Water (H2O) is a V-shaped molecule consisting of one oxygen and two hydrogen atoms. Due to its shape and chemistry, water molecules behave like magnets. When charged ions of sea salt (sodium and chloride) dissolve in water, the molecules rush to embrace them – give them a hug. Water holds on very tightly to fellow ions which makes it very hard to separate them again. When producing drinking water from sea water (desalination by reverse osmosis) you need special types of membranes, and a lot of energy to remove salt from surrounding water. A lot of energy means lots of emissions and money. That’s why we should try to purify and reuse fresh water resources, before turning to sea water desalination.

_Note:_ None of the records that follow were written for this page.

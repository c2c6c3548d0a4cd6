use crate::error::ServiceError;
use serde::{Deserialize, Serialize};
use std::fmt;
use std::str::FromStr;

/// A single comment as served by the Feddit API. Never mutated after
/// construction; `created_at` is Unix seconds, the upstream representation.
#[derive(Debug, Clone, Serialize, Deserialize)]
pub struct Comment {
    pub id: String,
    pub username: String,
    pub text: String,
    pub created_at: i64,
}

#[derive(Debug, Clone, Copy, PartialEq, Eq, Serialize, Deserialize)]
#[serde(rename_all = "lowercase")]
pub enum SentimentLabel {
    Positive,
    Negative,
}

impl SentimentLabel {
    /// Polarity >= 0 classifies as positive; this includes exactly 0.0 and
    /// the analyzer's failure fallback.
    pub fn from_polarity(polarity: f64) -> Self {
        if polarity >= 0.0 {
            SentimentLabel::Positive
        } else {
            SentimentLabel::Negative
        }
    }
}

impl fmt::Display for SentimentLabel {
    fn fmt(&self, f: &mut fmt::Formatter<'_>) -> fmt::Result {
        match self {
            SentimentLabel::Positive => write!(f, "positive"),
            SentimentLabel::Negative => write!(f, "negative"),
        }
    }
}

/// Sentiment analysis result for one piece of text.
/// Invariant: -1.0 <= polarity <= 1.0.
#[derive(Debug, Clone, Copy, PartialEq, Serialize, Deserialize)]
pub struct SentimentScore {
    pub polarity: f64,
    pub classification: SentimentLabel,
}

impl SentimentScore {
    pub fn new(polarity: f64) -> Self {
        let polarity = polarity.clamp(-1.0, 1.0);
        Self {
            polarity,
            classification: SentimentLabel::from_polarity(polarity),
        }
    }

    /// The fixed score returned when the polarity model fails.
    pub fn fallback() -> Self {
        Self {
            polarity: 0.0,
            classification: SentimentLabel::Positive,
        }
    }
}

#[derive(Debug, Clone, Serialize, Deserialize)]
pub struct ScoredComment {
    #[serde(flatten)]
    pub comment: Comment,
    pub sentiment: SentimentScore,
}

/// Passive lookup record for a subfeddit, populated from the catalog.
#[derive(Debug, Clone, Serialize, Deserialize)]
pub struct SubfedditInfo {
    pub id: String,
    pub username: String,
    pub title: String,
    pub description: String,
}

/// Raw request inputs as handed over by the hosting layer. All validation
/// happens inside the analysis service.
#[derive(Debug, Clone, Default)]
pub struct AnalysisRequest {
    pub subfeddit: String,
    pub limit: Option<u32>,
    pub start_date: Option<String>,
    pub end_date: Option<String>,
    pub sort_order: Option<String>,
}

#[derive(Debug, Clone, Serialize, Deserialize)]
pub struct AnalysisResponse {
    pub subfeddit: String,
    pub total_comments: usize,
    pub comments: Vec<ScoredComment>,
    pub subfeddit_info: Option<SubfedditInfo>,
}

#[derive(Debug, Clone, Serialize, Deserialize)]
pub struct HealthStatus {
    pub status: String,
    pub service: String,
}

impl HealthStatus {
    pub fn healthy() -> Self {
        Self {
            status: "healthy".to_string(),
            service: "sentiment-analysis".to_string(),
        }
    }
}

#[derive(Debug, Clone, Copy, PartialEq, Eq)]
pub enum SortOrder {
    /// Most negative polarity first.
    Asc,
    /// Most positive polarity first.
    Desc,
}

impl FromStr for SortOrder {
    type Err = ServiceError;

    fn from_str(s: &str) -> Result<Self, Self::Err> {
        match s {
            "asc" => Ok(SortOrder::Asc),
            "desc" => Ok(SortOrder::Desc),
            other => Err(ServiceError::validation(format!(
                "sort_order must be 'asc' or 'desc', got: {}",
                other
            ))),
        }
    }
}

#[cfg(test)]
mod tests {
    use super::*;

    #[test]
    fn test_label_boundary_at_zero() {
        assert_eq!(SentimentLabel::from_polarity(0.0), SentimentLabel::Positive);
        assert_eq!(SentimentLabel::from_polarity(0.3), SentimentLabel::Positive);
        assert_eq!(
            SentimentLabel::from_polarity(-0.001),
            SentimentLabel::Negative
        );
        assert_eq!(
            SentimentLabel::from_polarity(-1.0),
            SentimentLabel::Negative
        );
    }

    #[test]
    fn test_score_clamps_polarity() {
        let score = SentimentScore::new(1.7);
        assert_eq!(score.polarity, 1.0);
        let score = SentimentScore::new(-2.0);
        assert_eq!(score.polarity, -1.0);
        assert_eq!(score.classification, SentimentLabel::Negative);
    }

    #[test]
    fn test_fallback_is_positive_zero() {
        let score = SentimentScore::fallback();
        assert_eq!(score.polarity, 0.0);
        assert_eq!(score.classification, SentimentLabel::Positive);
    }

    #[test]
    fn test_sort_order_parsing() {
        assert_eq!("asc".parse::<SortOrder>().unwrap(), SortOrder::Asc);
        assert_eq!("desc".parse::<SortOrder>().unwrap(), SortOrder::Desc);
        assert!("invalid".parse::<SortOrder>().is_err());
        assert!("ASC".parse::<SortOrder>().is_err());
    }

    #[test]
    fn test_scored_comment_serializes_flat() {
        let scored = ScoredComment {
            comment: Comment {
                id: "42".to_string(),
                username: "alice".to_string(),
                text: "great stuff".to_string(),
                created_at: 1640995200,
            },
            sentiment: SentimentScore::new(0.8),
        };

        let json = serde_json::to_value(&scored).unwrap();
        assert_eq!(json["id"], "42");
        assert_eq!(json["sentiment"]["classification"], "positive");
    }
}
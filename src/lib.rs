pub mod answer;
pub mod chunking;
pub mod config;
pub mod database;
pub mod document;
pub mod embeddings;
pub mod error;
pub mod gemini;
pub mod memory;
pub mod pacing;
pub mod rag;
pub mod similarity;
pub mod store;

pub use error::{RagError, Result};
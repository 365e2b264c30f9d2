//! In-memory [`VectorStore`] backed by vectors under a `tokio::sync::RwLock`.
//!
//! Used for tests and for single-process sessions (`--store memory`).

use crate::error::{RagError, Result};
use crate::store::{NewChunk, NewDocument, StoredChunk, StoredDocument, VectorStore};
use async_trait::async_trait;
use chrono::Utc;
use tokio::sync::RwLock;
use uuid::Uuid;

const BACKEND: &str = "memory";

#[derive(Debug, Default)]
struct Tables {
    documents: Vec<StoredDocument>,
    chunks: Vec<StoredChunk>,
}

#[derive(Debug, Default)]
pub struct InMemoryStore {
    tables: RwLock<Tables>,
}

impl InMemoryStore {
    pub fn new() -> Self {
        Self::default()
    }

    /// Dimensionality of the stored vectors, if any chunk exists
    pub async fn dimensions(&self) -> Option<usize> {
        let tables = self.tables.read().await;
        tables.chunks.first().map(|c| c.embedding.len())
    }
}

#[async_trait]
impl VectorStore for InMemoryStore {
    fn name(&self) -> &'static str {
        BACKEND
    }

    async fn add_document(&self, document: NewDocument) -> Result<String> {
        let id = Uuid::new_v4().to_string();
        let mut tables = self.tables.write().await;
        tables.documents.push(StoredDocument {
            id: id.clone(),
            filename: document.filename,
            size_bytes: document.size_bytes,
            total_chunks: document.total_chunks,
            uploaded_at: Utc::now(),
        });
        Ok(id)
    }

    async fn add_chunks(&self, document_id: &str, chunks: Vec<NewChunk>) -> Result<()> {
        let mut tables = self.tables.write().await;
        if !tables.documents.iter().any(|d| d.id == document_id) {
            return Err(RagError::NotFound(document_id.to_string()));
        }

        let mut dimensions = tables.chunks.first().map(|c| c.embedding.len());
        let created_at = Utc::now();
        for chunk in chunks {
            let expected = *dimensions.get_or_insert(chunk.embedding.len());
            if chunk.embedding.len() != expected {
                return Err(RagError::store(
                    BACKEND,
                    format!(
                        "chunk {} of document {} has {} dimensions, store holds {}",
                        chunk.index,
                        document_id,
                        chunk.embedding.len(),
                        expected
                    ),
                ));
            }
            tables.chunks.push(StoredChunk {
                id: Uuid::new_v4().to_string(),
                document_id: document_id.to_string(),
                index: chunk.index,
                content: chunk.content,
                embedding: chunk.embedding,
                created_at,
            });
        }
        Ok(())
    }

    async fn list_documents(&self) -> Result<Vec<StoredDocument>> {
        let tables = self.tables.read().await;
        let mut documents = tables.documents.clone();
        // newest first; equal timestamps keep the later insertion first
        documents.reverse();
        documents.sort_by(|a, b| b.uploaded_at.cmp(&a.uploaded_at));
        Ok(documents)
    }

    async fn chunks(&self) -> Result<Vec<StoredChunk>> {
        Ok(self.tables.read().await.chunks.clone())
    }

    async fn remove_document(&self, document_id: &str) -> Result<()> {
        let mut tables = self.tables.write().await;
        let before = tables.documents.len();
        tables.documents.retain(|d| d.id != document_id);
        if tables.documents.len() == before {
            return Err(RagError::NotFound(document_id.to_string()));
        }
        Ok(())
    }

    async fn chunk_ids_for(&self, document_id: &str) -> Result<Vec<String>> {
        let tables = self.tables.read().await;
        Ok(tables
            .chunks
            .iter()
            .filter(|c| c.document_id == document_id)
            .map(|c| c.id.clone())
            .collect())
    }

    async fn remove_chunk(&self, chunk_id: &str) -> Result<()> {
        let mut tables = self.tables.write().await;
        tables.chunks.retain(|c| c.id != chunk_id);
        Ok(())
    }
}

#[cfg(test)]
mod tests {
    use super::*;

    fn new_chunk(index: usize, embedding: Vec<f32>) -> NewChunk {
        NewChunk {
            index,
            content: format!("chunk {index}"),
            embedding,
        }
    }

    async fn add(store: &InMemoryStore, name: &str, chunks: Vec<NewChunk>) -> String {
        let id = store
            .add_document(NewDocument {
                filename: name.to_string(),
                size_bytes: 10,
                total_chunks: chunks.len(),
            })
            .await
            .unwrap();
        store.add_chunks(&id, chunks).await.unwrap();
        id
    }

    #[tokio::test]
    async fn lists_newest_first() {
        let store = InMemoryStore::new();
        add(&store, "first.pdf", vec![]).await;
        tokio::time::sleep(std::time::Duration::from_millis(5)).await;
        add(&store, "second.pdf", vec![]).await;

        let names: Vec<String> = store
            .list_documents()
            .await
            .unwrap()
            .into_iter()
            .map(|d| d.filename)
            .collect();
        assert_eq!(names, vec!["second.pdf", "first.pdf"]);
    }

    #[tokio::test]
    async fn delete_cascades_to_chunks() {
        let store = InMemoryStore::new();
        let keep = add(&store, "keep.pdf", vec![new_chunk(0, vec![1.0, 0.0])]).await;
        let removed = add(
            &store,
            "drop.pdf",
            vec![new_chunk(0, vec![0.0, 1.0]), new_chunk(1, vec![0.5, 0.5])],
        )
        .await;

        let report = store.delete_document(&removed).await.unwrap();
        assert_eq!(report.chunks_deleted, 2);
        assert_eq!(report.chunks_failed, 0);

        let documents = store.list_documents().await.unwrap();
        assert_eq!(documents.len(), 1);
        assert_eq!(documents[0].id, keep);
        let chunks = store.chunks().await.unwrap();
        assert!(chunks.iter().all(|c| c.document_id == keep));
    }

    #[tokio::test]
    async fn delete_unknown_document_is_not_found() {
        let store = InMemoryStore::new();
        let err = store.delete_document("missing").await.unwrap_err();
        assert!(matches!(err, RagError::NotFound(_)));
    }

    #[tokio::test]
    async fn rejects_mixed_dimensions() {
        let store = InMemoryStore::new();
        add(&store, "a.pdf", vec![new_chunk(0, vec![1.0, 0.0])]).await;
        let id = store
            .add_document(NewDocument {
                filename: "b.pdf".to_string(),
                size_bytes: 1,
                total_chunks: 1,
            })
            .await
            .unwrap();
        let err = store
            .add_chunks(&id, vec![new_chunk(0, vec![1.0, 0.0, 0.0])])
            .await
            .unwrap_err();
        assert!(matches!(err, RagError::VectorStore { .. }));
        assert_eq!(store.dimensions().await, Some(2));
    }

    #[tokio::test]
    async fn search_uses_similarity_floor() {
        let store = InMemoryStore::new();
        add(
            &store,
            "doc.pdf",
            vec![new_chunk(0, vec![1.0, 0.0]), new_chunk(1, vec![0.0, 1.0])],
        )
        .await;

        let results = store.search(&[1.0, 0.1], 3, 0.3).await.unwrap();
        assert_eq!(results.len(), 1);
        assert_eq!(results[0].chunk.index, 0);
    }
}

However, if there really is no other option, and you need to turn salt water into drinking water, here are two options to do it yourself:
- Using a pot and a stove
If you have access to a pot and a stove, there are six relatively easy steps to be followed to get drinking water:
- Place a heat-safe cup into a large pot.
Place the cup into the middle of the pot.
- Pour the salt water into the pot.
Make sure that you don’t spill any salt water in the cup.
- Place the lid of the stove upside down on the pot.
- Bring the water to a slow boil.
- Watch the pot as the water condenses.
- Use the water collected in the cup.
- Using solar desalination
In case you are out in the wilderness and have no access to a pot and a stove, then solar desalination is an option:
- Collect salt water in a bowl or container
- Place a cup or smaller container in the center
- Cover the bowl with a plastic wrap
- Place a rock or weight in the center of the plastic wrap
- Place the salt water bowl in directly sunlight
- This method takes significantly longer than the previous one, but if you’re patient enough, the cup will fill with water which is safe to drink and completely desalinated.